二年生の冬、二・二六事件が起こった。その時西洋史の鈴木成高先生は憤然として「軍人は馬鹿です。陸士というところは秀才を鈍才にするところです。僕の中学の友達に秀才がいたのですが、彼が陸士に入って、あとで会ったら、まったく頭が鈍感になっていましたよ」と語って居られたのを覚えている。その鈴木先生が終戦後、一時教壇から追放になったと風の便りに聞いて、何とか、あのときの証言をして、弁護に立ちたいと思ったことがあった。鈴木成高先鋭の美文調の名講義はあまりにも有名であった。
[中世の騎士達の恋、それは永遠に充たされることのない恋であった。 彼らは花
の乙女に恋したのではなくて、すべて人妻への恋であったからである。
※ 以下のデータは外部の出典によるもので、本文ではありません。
use thiserror::Error;

use texas_engine::{GameError, TableError};

/// Session-level failures, each carrying the wire error code a client sees
/// alongside the human message.
#[derive(Debug, Error)]
pub enum SessionError {
    #[error("missing token")]
    MissingToken,
    #[error("invalid token")]
    InvalidToken,
    #[error("invalid table id")]
    InvalidTableId,
    #[error("table not found")]
    TableNotFound,
    #[error("invalid json")]
    InvalidJson,
    #[error("unknown message type")]
    UnknownMessageType,
    #[error("missing action")]
    MissingAction,
    #[error("invalid action")]
    InvalidAction,
    #[error("show cards is available to spectators only")]
    SpectatorOnly,
    #[error("spectators cannot act")]
    SpectatorCannotAct,
    #[error("player not seated at this table")]
    PlayerNotSeated,
    #[error("could not start a hand: {0}")]
    StartHandFailed(TableError),
    #[error("action failed: {0}")]
    ActionFailed(TableError),
}

impl SessionError {
    pub fn code(&self) -> &'static str {
        match self {
            SessionError::MissingToken => "missing_token",
            SessionError::InvalidToken => "invalid_token",
            SessionError::InvalidTableId => "invalid_table_id",
            SessionError::TableNotFound => "table_not_found",
            SessionError::InvalidJson => "invalid_json",
            SessionError::UnknownMessageType => "unknown_message_type",
            SessionError::MissingAction => "missing_action",
            SessionError::InvalidAction => "invalid_action",
            SessionError::SpectatorOnly => "spectator_only",
            SessionError::SpectatorCannotAct => "spectator_cannot_act",
            SessionError::PlayerNotSeated => "player_not_seated",
            SessionError::StartHandFailed(_) => "start_hand_failed",
            SessionError::ActionFailed(_) => "action_failed",
        }
    }
}

impl From<GameError> for SessionError {
    fn from(err: GameError) -> Self {
        SessionError::ActionFailed(TableError::Game(err))
    }
}
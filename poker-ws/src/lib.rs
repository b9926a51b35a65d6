//! Table runtime, session layer and ambient wiring for the websocket poker
//! server. Game rules themselves live in `texas_engine`; this crate owns
//! concurrency, persistence, auth, and the wire protocol on top of it.

pub mod auth;
pub mod config;
pub mod error;
pub mod persistence;
pub mod runtime;
pub mod session;
pub mod snapshot;

use std::collections::HashMap;
use std::sync::Arc;

use axum::extract::ws::{Message, WebSocket, WebSocketUpgrade};
use axum::extract::{Path, Query, State};
use axum::response::IntoResponse;
use futures::SinkExt;
use serde::{Deserialize, Serialize};
use tokio::sync::Mutex;
use tracing::warn;

use texas_engine::Table;

pub use auth::{AuthError, AuthProvider, StaticAuthProvider};
pub use config::Config;
pub use error::SessionError;
pub use persistence::{InMemoryPersistence, PersistenceAdapter};
pub use runtime::TableRuntime;

/// Process-wide shared state: the table registry plus the auth/persistence
/// collaborators every connection needs. Cheap to clone (everything behind
/// an `Arc`), matching axum's `State` extractor expectations.
#[derive(Clone)]
pub struct AppState {
    pub tables: Arc<Mutex<HashMap<String, Arc<TableRuntime>>>>,
    pub auth: Arc<dyn AuthProvider>,
    pub persistence: Arc<dyn PersistenceAdapter>,
    pub config: Config,
}

impl AppState {
    pub fn new(auth: Arc<dyn AuthProvider>, persistence: Arc<dyn PersistenceAdapter>, config: Config) -> Self {
        AppState { tables: Arc::new(Mutex::new(HashMap::new())), auth, persistence, config }
    }

    /// Registers a brand-new table under `table_id`, replacing nothing if
    /// one already exists under that id. Table creation/listing is the HTTP
    /// surface's job in a full deployment; this is the minimal seam this
    /// crate needs to have something to connect to.
    pub async fn create_table(&self, table_id: impl Into<String>, max_players: usize, small_blind: i64, big_blind: i64) {
        let table_id = table_id.into();
        let runtime = TableRuntime::new(
            table_id.clone(),
            Table::new(max_players, small_blind, big_blind),
            self.config.clone(),
            self.persistence.clone(),
        );
        self.tables.lock().await.insert(table_id, runtime);
    }

    pub async fn get_table(&self, table_id: &str) -> Option<Arc<TableRuntime>> {
        self.tables.lock().await.get(table_id).cloned()
    }
}

#[derive(Debug, Deserialize)]
pub struct WsQuery {
    token: Option<String>,
}

#[derive(Serialize)]
struct RejectMessage {
    #[serde(rename = "type")]
    kind: &'static str,
    code: &'static str,
    message: String,
}

async fn reject(mut socket: WebSocket, code: &'static str, message: impl Into<String>) {
    let frame = RejectMessage { kind: "error", code, message: message.into() };
    let text = serde_json::to_string(&frame).expect("RejectMessage always serializes");
    let _ = socket.send(Message::Text(text)).await;
    let _ = socket.close().await;
}

pub async fn ws_handler(
    ws: WebSocketUpgrade,
    Path(table_id): Path<String>,
    Query(query): Query<WsQuery>,
    State(state): State<AppState>,
) -> impl IntoResponse {
    ws.on_upgrade(move |socket| async move {
        let Some(token) = query.token else {
            warn!(table_id, "connection rejected: missing token");
            reject(socket, "missing_token", "missing token").await;
            return;
        };
        let user_id = match state.auth.verify(&token) {
            Ok(id) => id,
            Err(_) => {
                warn!(table_id, "connection rejected: invalid token");
                reject(socket, "invalid_token", "invalid token").await;
                return;
            }
        };
        let Some(runtime) = state.get_table(&table_id).await else {
            warn!(table_id, user_id, "connection rejected: table not found");
            reject(socket, "table_not_found", "table not found").await;
            return;
        };
        session::handle_socket(socket, runtime, user_id).await;
    })
}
・・・・こうし
た恋の花がラインの岸辺にも、或いはヴォルガの辺りにも絢爛と咲き誇ったので
ある。」
といった調子で鈴木先生の時間は、教室の机が全部埋まり、名簿では数名の欠席があるのにと先生が首を傾げられたことも多かった。私が和歌山大学に赴任して以来、早川崇君とは特に親交が篤くなった。彼は終戦直後代議士に当選以来、回を重ねること既に七度、今や自民党のホープとして活躍していることは周知の事実である。(編者注:和歌山県田辺市出身。東京医大病院で胆のう炎治療中、敗血症による心不全で没。享年66才(1982)。学者肌の政治家であった)。例の一高戦の応援団乱闘事件で一旦退学し、復学を許された彼は結局私達と同学年に入ってきた。先頃、彼の筆になる「新保守主義の政治哲学」は日本の保守主義の前途にとって光明をもたらす名著だが、鈴木成高先生の講義口調がその名文の随所に漂っているのである。

深瀬先生には、バスケットボール部長として、また、通学の途、嵐電でよくご一緒になったりしていろいろと御世話になることが多かった。先生の名訳はあまりにも有名だが、ある時眼鏡を拭き拭き「白粉の広告に、水谷八重子のような美人を持ってくるとよく売れるが、荒木大将のヒゲではどうも・・・・」と雑談しばし、ぼんやり聞き入っていたが、ふと教科書を見ると、何とそれが訳で、何とか将軍と有名な外国女優の名が書かれてあった。
バスケット部の追い出しコンパが祇園の千成であって、その年は初めてインターハイで優勝した年、みんな酔うほどに先生もいささか御酩酊「ちょっと人と約束があるので失礼する」と一足先にお帰りになったのだが、そのあと石段下の蛸茶屋の暖簾をくぐると、何とそこに深瀬先生が祇園のキレイドコロを両側にご満悦の態であった。あの頃は、深瀬先生はお年よりも随分お若く、永遠の青年かと思われたが、いつだったか“童心集”をいただいて拝読してみると、もうお孫さんの成長をお楽しみのお爺さんになって居られるではないか。龍宮の乙姫さまの許から帰ってこられた先生を、老人にした玉手箱は何であったのだろうか。或いは二次世界大戦の硝煙であったかも分からない。でも考えてみれば、あの頃、瀧川先生に見せていただいたヌード写真に度肝を抜かれた私達にももうソロソロ老眼が出始める頃となった。